Hey people!
Since I struggled a bit getting my setup to a running condition, I though I'd share what I did in case other people face the same issues. Most of these parts are leftovers from builds I did for a company. I had some pretty good deals price-wise because of that but it limited my choice somewhat. If you have solid advice as to why not use certain parts it is appreciated! The goal is a solid box that'll last a long time.
Hardware
Case: Fractal Design 304
The case comes with enough stock fans to clear out the heat your disks, psu and cpu generate. Two fans in front (with dustfilter) and one big one at the back. The psu sucks air from the bottom of the case (with dustfilter) and pushes its heat out the right side. I like the build quality, it feels solid. Cable management is a b*tch though but not impossible. It can hold 6 3.5" drives or 6 2.5" drives or any combination. There is a switch at the back to control all fans (they're not connected to the motherboard in that case) with three settings.
PSU: Corsair CX430
Decent PSU from what I gathered online and with some headroom in case upgrades are desired later on.
Motherboard: AsRock B85M-ITX (Qualcomm Atheros AR8171 LAN chipset)
Somewhat a mistake, I should have gone for a board with more SATA headers. This one has only 4 SATA III connectors so with my setup it won't allow for additional disks in the future unless I go for a decent PCIE addon card. The LAN chip on this board is not supported out of the box, you'll need the backports kernel. In my case that meant installing OMV using another PC, more on that below.
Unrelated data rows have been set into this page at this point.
use std::fmt;
use std::net::SocketAddr;
use std::time::Instant;

use crate::http::body::{BodyKind, RequestBody};
use crate::http::error::ParseError;
use crate::http::headers::Headers;

/// HTTP request methods accepted by the parser.
#[derive(Debug, Clone, Copy, PartialEq, Eq, Hash)]
pub enum Method {
    /// GET - Retrieve a resource
    GET,
    /// POST - Create or submit data
    POST,
    /// PUT - Replace a resource
    PUT,
    /// DELETE - Delete a resource
    DELETE,
    /// HEAD - Like GET but without the response body
    HEAD,
    /// OPTIONS - Describe communication options
    OPTIONS,
    /// PATCH - Partial modification of a resource
    PATCH,
    /// TRACE - Loop-back test
    TRACE,
    /// CONNECT - Tunnel request
    CONNECT,
}

impl Method {
    /// Parses an HTTP method from a string.
    ///
    /// Matching is exact; the parser upper-cases the token before calling
    /// this.
    ///
    /// ```
    /// # use hearth::http::request::Method;
    /// assert_eq!(Method::from_str("GET"), Some(Method::GET));
    /// assert_eq!(Method::from_str("get"), None);
    /// ```
    #[allow(clippy::should_implement_trait)]
    pub fn from_str(s: &str) -> Option<Self> {
        match s {
            "GET" => Some(Method::GET),
            "POST" => Some(Method::POST),
            "PUT" => Some(Method::PUT),
            "DELETE" => Some(Method::DELETE),
            "HEAD" => Some(Method::HEAD),
            "OPTIONS" => Some(Method::OPTIONS),
            "PATCH" => Some(Method::PATCH),
            "TRACE" => Some(Method::TRACE),
            "CONNECT" => Some(Method::CONNECT),
            _ => None,
        }
    }

    pub fn as_str(&self) -> &'static str {
        match self {
            Method::GET => "GET",
            Method::POST => "POST",
            Method::PUT => "PUT",
            Method::DELETE => "DELETE",
            Method::HEAD => "HEAD",
            Method::OPTIONS => "OPTIONS",
            Method::PATCH => "PATCH",
            Method::TRACE => "TRACE",
            Method::CONNECT => "CONNECT",
        }
    }
}

impl fmt::Display for Method {
    fn fmt(&self, f: &mut fmt::Formatter<'_>) -> fmt::Result {
        f.write_str(self.as_str())
    }
}

/// Protocol versions spoken on the wire.
#[derive(Debug, Clone, Copy, PartialEq, Eq, PartialOrd, Ord)]
pub enum Version {
    Http10,
    Http11,
}

impl Version {
    /// Parses `HTTP/1.0` or `HTTP/1.1`. The `HTTP` token is case-insensitive.
    pub fn parse(token: &str) -> Option<Self> {
        let (proto, number) = token.split_once('/')?;
        if !proto.eq_ignore_ascii_case("HTTP") {
            return None;
        }
        match number {
            "1.0" => Some(Version::Http10),
            "1.1" => Some(Version::Http11),
            _ => None,
        }
    }

    /// Bare version number, e.g. `1.1`.
    pub fn number(&self) -> &'static str {
        match self {
            Version::Http10 => "1.0",
            Version::Http11 => "1.1",
        }
    }
}

impl fmt::Display for Version {
    fn fmt(&self, f: &mut fmt::Formatter<'_>) -> fmt::Result {
        write!(f, "HTTP/{}", self.number())
    }
}

/// Connection-reuse decision.
///
/// An explicit `Connection: close` or `keep-alive` wins; otherwise HTTP/1.0
/// closes and HTTP/1.1 keeps the connection.
pub fn should_close(version: Version, headers: &Headers) -> bool {
    if headers.has_token("Connection", "close") {
        true
    } else if headers.has_token("Connection", "keep-alive") {
        false
    } else {
        version <= Version::Http10
    }
}

/// Request line and header block of one request, before the body is bound.
#[derive(Debug, Clone)]
pub struct RequestHead {
    pub method: Method,
    pub uri: String,
    pub version: Version,
    pub headers: Headers,
    pub body_kind: BodyKind,
}

impl RequestHead {
    pub fn should_close(&self) -> bool {
        should_close(self.version, &self.headers)
    }

    pub fn expects_continue(&self) -> bool {
        self.headers
            .get("Expect")
            .is_some_and(|v| v.trim().eq_ignore_ascii_case("100-continue"))
    }
}

/// One parsed request bound to the connection it arrived on.
pub struct Request<'c> {
    pub method: Method,
    pub uri: String,
    pub version: Version,
    pub headers: Headers,
    pub body: RequestBody<'c>,
    pub peer_addr: SocketAddr,
    pub local_addr: SocketAddr,
    pub received_at: Instant,
}

impl<'c> Request<'c> {
    pub fn new(
        head: RequestHead,
        body: RequestBody<'c>,
        peer_addr: SocketAddr,
        local_addr: SocketAddr,
    ) -> Self {
        Self {
            method: head.method,
            uri: head.uri,
            version: head.version,
            headers: head.headers,
            body,
            peer_addr,
            local_addr,
            received_at: Instant::now(),
        }
    }

    /// Retrieves the first value of a header, matched case-insensitively.
    pub fn header(&self, key: &str) -> Option<&str> {
        self.headers.get(key)
    }

    /// Declared `Content-Length`, if any.
    pub fn content_length(&self) -> Result<Option<u64>, ParseError> {
        content_length(&self.headers)
    }

    /// Whether the connection closes after this exchange.
    pub fn should_close(&self) -> bool {
        should_close(self.version, &self.headers)
    }

    /// URI path without the query string.
    pub fn path(&self) -> &str {
        self.uri.split_once('?').map_or(self.uri.as_str(), |(p, _)| p)
    }

    /// Query string without the leading `?`, empty when absent.
    pub fn query(&self) -> &str {
        self.uri.split_once('?').map_or("", |(_, q)| q)
    }
}

/// Parses `Content-Length`. Negative or non-numeric values are invalid.
pub fn content_length(headers: &Headers) -> Result<Option<u64>, ParseError> {
    let Some(raw) = headers.get("Content-Length") else {
        return Ok(None);
    };
    let value: i64 = raw
        .trim()
        .parse()
        .map_err(|_| ParseError::InvalidHeader(format!("Content-Length: {raw}")))?;
    if value < 0 {
        return Err(ParseError::InvalidHeader(format!("Content-Length: {raw}")));
    }
    Ok(Some(value as u64))
}
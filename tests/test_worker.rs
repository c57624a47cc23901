use std::sync::Arc;
use std::time::Duration;

use hearth::handlers::{Handler, RespondHandler};
use hearth::http::ProtocolSettings;
use hearth::server::worker::accept_loop;
use tokio::io::{AsyncReadExt, AsyncWriteExt};
use tokio::net::{TcpListener, TcpStream};
use tokio::sync::{Semaphore, watch};
use tokio::task::JoinHandle;
use tokio::time::timeout;

struct Server {
    addr: std::net::SocketAddr,
    shutdown: watch::Sender<bool>,
    task: JoinHandle<()>,
}

async fn serve(connections: usize) -> Server {
    let listener = TcpListener::bind("127.0.0.1:0").await.unwrap();
    let addr = listener.local_addr().unwrap();
    let handler: Arc<dyn Handler> = Arc::new(RespondHandler::new(200, "ok", "text/plain").unwrap());
    let (shutdown, rx) = watch::channel(false);
    let task = tokio::spawn(accept_loop(
        listener,
        Arc::new(Semaphore::new(connections)),
        Arc::new(ProtocolSettings::default()),
        handler,
        rx,
    ));
    Server {
        addr,
        shutdown,
        task,
    }
}

/// Reads one `Content-Length: 2` response.
async fn read_response(stream: &mut TcpStream) -> String {
    let mut data = Vec::new();
    while !data.ends_with(b"\r\n\r\nok") {
        data.push(stream.read_u8().await.unwrap());
    }
    String::from_utf8(data).unwrap()
}

#[tokio::test]
async fn test_accept_loop_serves_requests() {
    let server = serve(8).await;

    let mut client = TcpStream::connect(server.addr).await.unwrap();
    client.write_all(b"GET / HTTP/1.0\r\n\r\n").await.unwrap();
    let mut out = String::new();
    client.read_to_string(&mut out).await.unwrap();

    assert!(out.starts_with("HTTP/1.0 200 OK\r\n"));
    assert!(out.ends_with("ok"));
}

#[tokio::test]
async fn test_connection_limit_defers_extra_clients() {
    let server = serve(1).await;

    let mut first = TcpStream::connect(server.addr).await.unwrap();
    first.write_all(b"GET / HTTP/1.1\r\n\r\n").await.unwrap();
    read_response(&mut first).await;

    // The only permit is held by the idle keep-alive connection.
    let mut second = TcpStream::connect(server.addr).await.unwrap();
    second.write_all(b"GET / HTTP/1.1\r\n\r\n").await.unwrap();
    let mut byte = [0u8; 1];
    assert!(
        timeout(Duration::from_millis(300), second.read(&mut byte))
            .await
            .is_err()
    );

    drop(first);
    let text = timeout(Duration::from_secs(5), read_response(&mut second))
        .await
        .expect("second client was never served");
    assert!(text.ends_with("ok"));
}

#[tokio::test]
async fn test_shutdown_stops_accepting() {
    let server = serve(4).await;
    server.shutdown.send(true).unwrap();

    timeout(Duration::from_secs(5), server.task)
        .await
        .expect("accept loop did not stop")
        .unwrap();
}

#[tokio::test]
async fn test_shutdown_leaves_open_connections_running() {
    let server = serve(4).await;
    let mut client = TcpStream::connect(server.addr).await.unwrap();
    client.write_all(b"GET / HTTP/1.1\r\n\r\n").await.unwrap();
    read_response(&mut client).await;

    server.shutdown.send(true).unwrap();
    timeout(Duration::from_secs(5), server.task)
        .await
        .unwrap()
        .unwrap();

    client.write_all(b"GET /again HTTP/1.1\r\n\r\n").await.unwrap();
    let text = timeout(Duration::from_secs(5), read_response(&mut client))
        .await
        .unwrap();
    assert!(text.starts_with("HTTP/1.1 200 OK\r\n"));
}
use std::io;

use thiserror::Error;

use crate::http::response::StatusCode;

/// Conditions raised while reading a request off the wire.
#[derive(Debug, Error)]
pub enum ParseError {
    #[error("no more data")]
    NoMoreData,
    #[error("idle timeout")]
    IdleTimeout,
    #[error("request line is too large ({0})")]
    LimitRequestLine(usize),
    #[error("request header is too large ({0})")]
    LimitRequestHeader(usize),
    #[error("invalid request line: {0}")]
    InvalidRequestLine(String),
    #[error("invalid HTTP method: {0}")]
    InvalidMethod(String),
    #[error("invalid HTTP version: {0}")]
    InvalidVersion(String),
    #[error("invalid HTTP header: {0}")]
    InvalidHeader(String),
    #[error("invalid chunk ({0})")]
    InvalidChunk(String),
    #[error(transparent)]
    Io(#[from] io::Error),
}

impl ParseError {
    /// Peer went away or stalled. Nothing is sent back for these.
    pub fn is_transport(&self) -> bool {
        matches!(self, ParseError::NoMoreData | ParseError::IdleTimeout | ParseError::Io(_))
    }

    /// Status to answer with, if the client should hear about it.
    pub fn status(&self) -> Option<StatusCode> {
        match self {
            ParseError::NoMoreData | ParseError::IdleTimeout | ParseError::Io(_) => None,
            ParseError::LimitRequestLine(_) => Some(StatusCode::UriTooLong),
            ParseError::LimitRequestHeader(_) => Some(StatusCode::HeaderFieldsTooLarge),
            _ => Some(StatusCode::BadRequest),
        }
    }
}

/// Faults in the response writer.
#[derive(Debug, Error)]
pub enum ResponseError {
    #[error("response headers already sent")]
    HeadersAlreadySent,
    #[error("response status not set")]
    StatusNotSet,
    #[error(transparent)]
    Io(#[from] io::Error),
}
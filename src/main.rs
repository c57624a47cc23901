use std::io::{Read, Write};
use std::path::PathBuf;

use anyhow::Context;
use bytes::Bytes;
use clap::Parser;
use hearth::handlers::{AppBody, Environ, StartResponse};
use hearth::{AppRegistry, Config};

#[derive(Parser, Debug)]
#[command(name = "hearth", version, about = "Pre-fork HTTP/1.x application server")]
struct Args {
    /// YAML configuration file
    #[arg(short, long, value_name = "FILE")]
    config: Option<PathBuf>,

    /// Check a configuration file and exit
    #[arg(short = 't', long = "test", value_name = "FILE")]
    test: Option<PathBuf>,
}

fn hello(_environ: &mut Environ, start: &mut StartResponse) -> anyhow::Result<AppBody> {
    start.call(
        "200 OK",
        vec![("Content-Type".to_string(), "text/plain".to_string())],
        false,
    )?;
    Ok(AppBody::from_static(b"Hello from hearth\n"))
}

fn echo(environ: &mut Environ, start: &mut StartResponse) -> anyhow::Result<AppBody> {
    let mut body = Vec::new();
    environ.input.read_to_end(&mut body)?;
    let content_type = environ
        .get("CONTENT_TYPE")
        .unwrap_or("application/octet-stream")
        .to_string();
    if body.is_empty() {
        writeln!(environ.errors, "echo called without a body")?;
    }
    start.call(
        "200 OK",
        vec![
            ("Content-Type".to_string(), content_type),
            ("Content-Length".to_string(), body.len().to_string()),
        ],
        false,
    )?;
    Ok(AppBody::Chunks(vec![Bytes::from(body)]))
}

fn applications() -> AppRegistry {
    let mut apps = AppRegistry::new();
    apps.register("hello", hello).register("echo", echo);
    apps
}

fn main() -> anyhow::Result<()> {
    let args = Args::parse();
    let apps = applications();

    if let Some(path) = &args.test {
        let config = Config::load(Some(path))?;
        config
            .handler
            .build(&apps)
            .context("failed to build handlers")?;
        println!("configuration {} is ok", path.display());
        return Ok(());
    }

    let config = Config::load(args.config.as_deref())?;
    hearth::logging::init(&config.error_log)?;

    hearth::serve(config, args.config, apps)
}
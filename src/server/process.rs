//! Process-level setup done once by the supervisor before any worker runs.

use std::fs::OpenOptions;
use std::os::fd::AsRawFd;
use std::path::Path;

use anyhow::{Context, bail};
use nix::sys::stat::{Mode, umask};
use nix::unistd::{ForkResult, Group, User, dup2, fork, setgid, setsid, setuid};
use tracing::info;

/// Detaches from the controlling terminal with the double-fork pattern and
/// points the standard streams at `/dev/null`.
///
/// Must run before anything spawns threads.
#[allow(unsafe_code)]
pub fn daemonize() -> anyhow::Result<()> {
    // SAFETY: called from the single-threaded supervisor before any runtime
    // or worker exists.
    if let ForkResult::Parent { .. } = unsafe { fork() }.context("first fork failed")? {
        std::process::exit(0);
    }
    setsid().context("setsid failed")?;
    // SAFETY: still single-threaded, see above.
    if let ForkResult::Parent { .. } = unsafe { fork() }.context("second fork failed")? {
        std::process::exit(0);
    }

    let devnull = OpenOptions::new()
        .read(true)
        .write(true)
        .open("/dev/null")
        .context("failed to open /dev/null")?;
    for fd in 0..=2 {
        dup2(devnull.as_raw_fd(), fd).context("failed to redirect standard streams")?;
    }
    Ok(())
}

/// Sets the file mode creation mask, returning the previous one.
pub fn set_umask(mask: u32) -> u32 {
    let previous = umask(Mode::from_bits_truncate(mask as nix::libc::mode_t));
    previous.bits() as u32
}

/// Splits `user[:group]`.
pub fn parse_owner(spec: &str) -> anyhow::Result<(&str, Option<&str>)> {
    let (user, group) = match spec.split_once(':') {
        Some((user, group)) => (user, Some(group)),
        None => (spec, None),
    };
    if user.is_empty() || group.is_some_and(str::is_empty) {
        bail!("invalid user spec {spec:?}, expected user or user:group");
    }
    Ok((user, group))
}

/// Drops privileges to `user[:group]`. The group defaults to the user's
/// primary group and is switched first, while we may still do so.
pub fn set_owner(spec: &str) -> anyhow::Result<()> {
    let (user_name, group_name) = parse_owner(spec)?;
    let user = User::from_name(user_name)
        .with_context(|| format!("failed to look up user {user_name}"))?
        .with_context(|| format!("no such user: {user_name}"))?;
    let gid = match group_name {
        Some(name) => {
            Group::from_name(name)
                .with_context(|| format!("failed to look up group {name}"))?
                .with_context(|| format!("no such group: {name}"))?
                .gid
        }
        None => user.gid,
    };

    setgid(gid).context("setgid failed")?;
    setuid(user.uid).context("setuid failed")?;
    info!(user = user_name, gid = gid.as_raw(), "Dropped privileges");
    Ok(())
}

pub fn change_dir(dir: &Path) -> anyhow::Result<()> {
    std::env::set_current_dir(dir)
        .with_context(|| format!("failed to change directory to {}", dir.display()))
}

#[cfg(test)]
mod tests {
    use super::*;

    #[test]
    fn owner_spec() {
        assert_eq!(parse_owner("www").unwrap(), ("www", None));
        assert_eq!(parse_owner("www:web").unwrap(), ("www", Some("web")));
        assert!(parse_owner(":web").is_err());
        assert!(parse_owner("www:").is_err());
    }
}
CPU: i5-4460 (Cooler Master Hyper212 tower cooler, cpu bracket needs modding to fit motherboard because of some badly placed IC's (boo AsRock) and it's a tight fit in the case!)
Mainly chosen because I want enough capacity for streaming with Plex. The guideline is a 2000 Passmark score to decode 1080p/10Mbps content, so this cpu (6720 passmark) will be able to do a stream and then some.
Memory: 8 Gb DDR3
Storage: 4 x 3TB WD red
In Raid0 striped this is my main storage. No redundancy, I know, but my old NAS boxes are backup servers. I'm thinking something like OMVnas -> (all files) -> NAS1 -> (critical files only) -> NAS2
I haven't decided if I'd go for real time syncing or a nightly backup. I figure the nightly backup gives you a temporary protection against wrongfully deleted files. Any advice appreciated!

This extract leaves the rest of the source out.